Assignment —
Please report every line of the listing below that has the word "load" in it.
<<<<
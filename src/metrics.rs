//! Fact-check metrics.

use std::collections::HashMap;
use std::sync::RwLock;
use std::sync::atomic::{AtomicU64, Ordering};
use std::time::Duration;

use crate::types::Verdict;

/// Stage names used for timing.
pub mod stage {
    /// Evidence search.
    pub const SEARCH: &str = "search";
    /// Full-content fetch.
    pub const FETCH: &str = "fetch";
    /// Batch translation.
    pub const TRANSLATION: &str = "translation";
    /// Entailment scoring.
    pub const SCORING: &str = "scoring";
}

/// Snapshot of the metrics collected for claim checks.
#[derive(Debug, Clone, Default)]
pub struct PipelineMetrics {
    /// Total number of claims checked.
    pub claims_checked: u64,
    /// Number of results per verdict.
    pub verdict_counts: HashMap<Verdict, u64>,
    /// Average processing time in milliseconds.
    pub avg_latency_ms: f64,
    /// Minimum processing time in milliseconds.
    pub min_latency_ms: u64,
    /// Maximum processing time in milliseconds.
    pub max_latency_ms: u64,
    /// Per-stage timing statistics.
    pub stage_timings: HashMap<String, StageTiming>,
    /// Number of texts that fell back to their untranslated form.
    pub degraded_translations: u64,
    /// Number of failed scoring stages.
    pub scoring_failures: u64,
}

impl PipelineMetrics {
    /// Number of results with the given verdict.
    #[must_use]
    pub fn verdict_count(&self, verdict: Verdict) -> u64 {
        self.verdict_counts.get(&verdict).copied().unwrap_or(0)
    }
}

/// Timing statistics for a single stage.
#[derive(Debug, Clone, Default)]
pub struct StageTiming {
    /// Total invocations of this stage.
    pub invocations: u64,
    /// Total time spent in this stage (milliseconds).
    pub total_time_ms: u64,
    /// Average time per invocation (milliseconds).
    pub avg_time_ms: f64,
    /// Minimum time (milliseconds).
    pub min_time_ms: u64,
    /// Maximum time (milliseconds).
    pub max_time_ms: u64,
}

impl StageTiming {
    /// Record a timing observation.
    pub fn record(&mut self, duration_ms: u64) {
        self.invocations += 1;
        self.total_time_ms += duration_ms;

        if self.invocations == 1 {
            self.min_time_ms = duration_ms;
            self.max_time_ms = duration_ms;
        } else {
            self.min_time_ms = self.min_time_ms.min(duration_ms);
            self.max_time_ms = self.max_time_ms.max(duration_ms);
        }

        #[allow(clippy::cast_precision_loss)]
        {
            self.avg_time_ms = self.total_time_ms as f64 / self.invocations as f64;
        }
    }
}

/// Thread-safe metrics collector shared by concurrent claim checks.
pub struct MetricsCollector {
    claims_checked: AtomicU64,
    total_latency_ms: AtomicU64,
    min_latency_ms: AtomicU64,
    max_latency_ms: AtomicU64,
    degraded_translations: AtomicU64,
    scoring_failures: AtomicU64,
    verdict_counts: RwLock<HashMap<Verdict, u64>>,
    stage_timings: RwLock<HashMap<String, StageTiming>>,
}

impl Default for MetricsCollector {
    fn default() -> Self {
        Self::new()
    }
}

impl MetricsCollector {
    /// Create a new metrics collector.
    #[must_use]
    pub fn new() -> Self {
        Self {
            claims_checked: AtomicU64::new(0),
            total_latency_ms: AtomicU64::new(0),
            min_latency_ms: AtomicU64::new(u64::MAX),
            max_latency_ms: AtomicU64::new(0),
            degraded_translations: AtomicU64::new(0),
            scoring_failures: AtomicU64::new(0),
            verdict_counts: RwLock::new(HashMap::new()),
            stage_timings: RwLock::new(HashMap::new()),
        }
    }

    /// Record a finished claim check.
    pub fn record_claim(&self, verdict: Verdict, duration: Duration) {
        let duration_ms = u64::try_from(duration.as_millis()).unwrap_or(u64::MAX);

        self.claims_checked.fetch_add(1, Ordering::Relaxed);
        self.total_latency_ms
            .fetch_add(duration_ms, Ordering::Relaxed);
        self.min_latency_ms.fetch_min(duration_ms, Ordering::Relaxed);
        self.max_latency_ms.fetch_max(duration_ms, Ordering::Relaxed);

        if let Ok(mut counts) = self.verdict_counts.write() {
            *counts.entry(verdict).or_insert(0) += 1;
        }
    }

    /// Record timing for a specific stage.
    pub fn record_stage_timing(&self, stage: &str, duration: Duration) {
        let duration_ms = u64::try_from(duration.as_millis()).unwrap_or(u64::MAX);

        if let Ok(mut timings) = self.stage_timings.write() {
            timings
                .entry(stage.to_string())
                .or_default()
                .record(duration_ms);
        }
    }

    /// Record texts that were used untranslated.
    pub fn record_degraded_translations(&self, count: usize) {
        self.degraded_translations
            .fetch_add(count as u64, Ordering::Relaxed);
    }

    /// Record a failed scoring stage.
    pub fn record_scoring_failure(&self) {
        self.scoring_failures.fetch_add(1, Ordering::Relaxed);
    }

    /// Get a snapshot of current metrics.
    #[must_use]
    pub fn snapshot(&self) -> PipelineMetrics {
        let claims_checked = self.claims_checked.load(Ordering::Relaxed);
        let total_latency = self.total_latency_ms.load(Ordering::Relaxed);

        #[allow(clippy::cast_precision_loss)]
        let avg_latency_ms = if claims_checked > 0 {
            total_latency as f64 / claims_checked as f64
        } else {
            0.0
        };

        let min_latency = self.min_latency_ms.load(Ordering::Relaxed);

        PipelineMetrics {
            claims_checked,
            verdict_counts: self
                .verdict_counts
                .read()
                .map(|c| c.clone())
                .unwrap_or_default(),
            avg_latency_ms,
            min_latency_ms: if min_latency == u64::MAX { 0 } else { min_latency },
            max_latency_ms: self.max_latency_ms.load(Ordering::Relaxed),
            stage_timings: self
                .stage_timings
                .read()
                .map(|t| t.clone())
                .unwrap_or_default(),
            degraded_translations: self.degraded_translations.load(Ordering::Relaxed),
            scoring_failures: self.scoring_failures.load(Ordering::Relaxed),
        }
    }

    /// Reset all metrics to zero.
    pub fn reset(&self) {
        self.claims_checked.store(0, Ordering::Relaxed);
        self.total_latency_ms.store(0, Ordering::Relaxed);
        self.min_latency_ms.store(u64::MAX, Ordering::Relaxed);
        self.max_latency_ms.store(0, Ordering::Relaxed);
        self.degraded_translations.store(0, Ordering::Relaxed);
        self.scoring_failures.store(0, Ordering::Relaxed);

        if let Ok(mut counts) = self.verdict_counts.write() {
            counts.clear();
        }
        if let Ok(mut timings) = self.stage_timings.write() {
            timings.clear();
        }
    }
}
>>>>
Written response —
        let claims_checked = self.claims_checked.load(Ordering::Relaxed);
        let total_latency = self.total_latency_ms.load(Ordering::Relaxed);
        let min_latency = self.min_latency_ms.load(Ordering::Relaxed);
            max_latency_ms: self.max_latency_ms.load(Ordering::Relaxed),
            degraded_translations: self.degraded_translations.load(Ordering::Relaxed),
            scoring_failures: self.scoring_failures.load(Ordering::Relaxed),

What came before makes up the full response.